Identification of novel pathways for cardiac development and disease via conditional genetic manipulation of cardioblasts and cardiomyocyte lineages.

摘要

In this "post-genomic" era, much of the leading task is to assign functions to the some 30,000 genes estimated from the human genome project. Toward this end, the laboratory mouse has been an invaluable tool. Because of the high number of genes homologous to human, the mouse has become an essential model system in uncovering the link from gene to function and in modeling human diseases. In the past two decades, the conventional knockout has provided many insights to fundamental questions in basic and applied research in the areas of developmental biology, organogenesis, reproduction, neurobiology, and cardiology. However, traditional gene targeting does have its pitfalls.

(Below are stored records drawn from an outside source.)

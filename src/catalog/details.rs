//! Diagnosis description and remedy table
//!
//! Partial by design: diagnoses without an entry fall back to the fixed
//! placeholder pair at display time.

/// Fallback description for a diagnosis without detail text.
pub const DEFAULT_DESCRIPTION: &str = "No detailed information available.";

/// Fallback remedy note for a diagnosis without detail text.
pub const DEFAULT_REMEDY: &str = "Please consult a doctor.";

/// Description and remedy note for a diagnosis, if the table covers it.
pub fn details_for(diagnosis: &str) -> Option<(&'static str, &'static str)> {
    let pair = match diagnosis {
        "Gastritis" => (
            "Inflammation of the stomach lining, often triggered by spicy food, stress, or alcohol.",
            "Medicines: Antacids (Kremil-S, Gaviscon), Omeprazole (Losec).",
        ),
        "Food Poisoning" => (
            "Caused by eating contaminated food or water.",
            "Medicines: Oral Rehydration Salts (Hydrite), Loperamide (Diatabs), Erceflora probiotics.",
        ),
        "Ulcer" => (
            "Painful sores in the stomach caused by stress, infection, or excessive acid.",
            "Medicines: Omeprazole, Antacids, avoid spicy foods.",
        ),
        "Appendicitis" => (
            "Inflammation of the appendix, causing severe abdominal pain — requires medical attention.",
            "Immediate hospital care is recommended, not self-medication.",
        ),
        "Migraine" => (
            "Severe throbbing headache triggered by stress, lack of sleep, or certain foods.",
            "Medicines: Paracetamol (Biogesic), Ibuprofen (Medicol, Advil), Mefenamic Acid (Ponstan).",
        ),
        "Tension Headache" => (
            "Mild to moderate head pain caused by muscle tension or stress.",
            "Medicines: Paracetamol, Ibuprofen, rest and hydration.",
        ),
        "Sinusitis" => (
            "Inflammation of the sinuses due to infection or allergy.",
            "Medicines: Phenylephrine + Chlorphenamine (Neozep), steam inhalation, Lagundi syrup.",
        ),
        "Dehydration" => (
            "Body lacks water due to heat, diarrhea, or excessive sweating.",
            "Medicines: Oral Rehydration Salts (Hydrite), drink plenty of fluids.",
        ),
        "Flu" => (
            "Viral infection causing fever, cough, and fatigue.",
            "Medicines: Paracetamol, Lagundi syrup, Vitamin C, rest and fluids.",
        ),
        "Dengue" => (
            "Viral infection spread by mosquitoes, causes high fever and body pain.",
            "No specific medicine — drink water, rest, and consult a doctor immediately.",
        ),
        "Bronchitis" => (
            "Inflammation of the airways causing cough with phlegm.",
            "Medicines: Ambroxol (Mucosolvan), Carbocisteine (Solmux), rest and fluids.",
        ),
        "Asthma" => (
            "Narrowing of airways causing difficulty breathing, often triggered by allergens or pollution.",
            "Medicines: Salbutamol inhaler (Ventolin) if prescribed, avoid triggers.",
        ),
        "Common Cold" => (
            "Viral infection causing runny nose and sneezing.",
            "Medicines: Neozep, Bioflu, rest, fluids, and Vitamin C.",
        ),
        "Arthritis" => (
            "Joint inflammation causing pain and stiffness, triggered by overuse or aging.",
            "Medicines: Alaxan, Flanax (Naproxen), topical pain liniments.",
        ),
        "Rheumatism" => (
            "Joint or muscle pain due to inflammation or cold weather.",
            "Medicines: Mefenamic Acid, Ibuprofen, warm compress.",
        ),
        "Gout" => (
            "Build-up of uric acid in joints, triggered by red meat and alcohol.",
            "Medicines: Colchicine (for attacks), avoid high-purine foods.",
        ),
        "Lupus" => (
            "Autoimmune disorder causing joint pain and rashes.",
            "Requires medical diagnosis and prescription medication.",
        ),
        "Indigestion" => (
            "Discomfort in the upper abdomen due to overeating or acidic foods.",
            "Medicines: Kremil-S, Gaviscon, avoid spicy/oily meals.",
        ),
        "Vertigo" => (
            "Feeling of spinning due to inner ear issues or dehydration.",
            "Medicines: Meclizine (Bonamine), Betahistine (Serc).",
        ),
        "Conjunctivitis" => (
            "Also called pink eye; inflammation of the eye’s outer layer due to infection or allergy.",
            "Medicines: Eye drops (Eye Mo, Rohto), avoid rubbing eyes.",
        ),
        "Allergy" => (
            "Reaction to food, dust, or pollen causing sneezing or itchiness.",
            "Medicines: Cetirizine (Virlix, Allerkid), Loratadine (Claritin), Calamine lotion.",
        ),
        "Fungal Infection" => (
            "Caused by fungus on skin or genital area, often itchy.",
            "Medicines: Clotrimazole cream, Ketoconazole (Nizoral), maintain dryness.",
        ),
        "Tooth Infection" => (
            "Bacterial infection in a tooth causing severe pain and swelling.",
            "Medicines: Mefenamic Acid (Ponstan) for pain; see a dentist for antibiotics.",
        ),
        "Anemia" => (
            "Low red blood cell count often due to iron deficiency.",
            "Medicines: Iron supplements (Sangobion, Iberet), eat leafy greens and red meat.",
        ),
        _ => return None,
    };
    Some(pair)
}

Often, gene ablation experiments result in embryonic lethality. Even though one might be able to observe the effects of a certain gene, one can never be sure of the developmental consequences or adaptive gene expression changes from knocking out a gene in the germ line of a mouse. To overcome these limitations of conventional knockout, a much tighter spatiotemporal control of genetic manipulation is necessary. To accomplish this, the mouse research community now has an arsenal of strategies for the spatiotemporal control of the expression and/or function of specific recombinases to control when and/or where the gene modification occurs. Utilizing the tamoxifen inducible Cre recombinase technology, the work described here illustrates the power of this approach in tracing a population of cells in the myocardium using a marker that is turned off after cell differentiation and in gene ablation experiments where conventional knockout of the gene results in embryonic lethality. More specifically, conditional marking of isl1+ cells allows the isolation and characterization of a native cardiac progenitor population and conditional gene ablation of the cardiac ryanodine receptor 2 in the postnatal heart permits the investigation of the role of calcium release in progression of heart failure in vivo. This work has lead to the design of novel genetically based models systems to engineer specific mutations in cardioblasts and cardiomyocyte lineages in order to improve our understanding of novel molecular pathways in cardiac development and disease.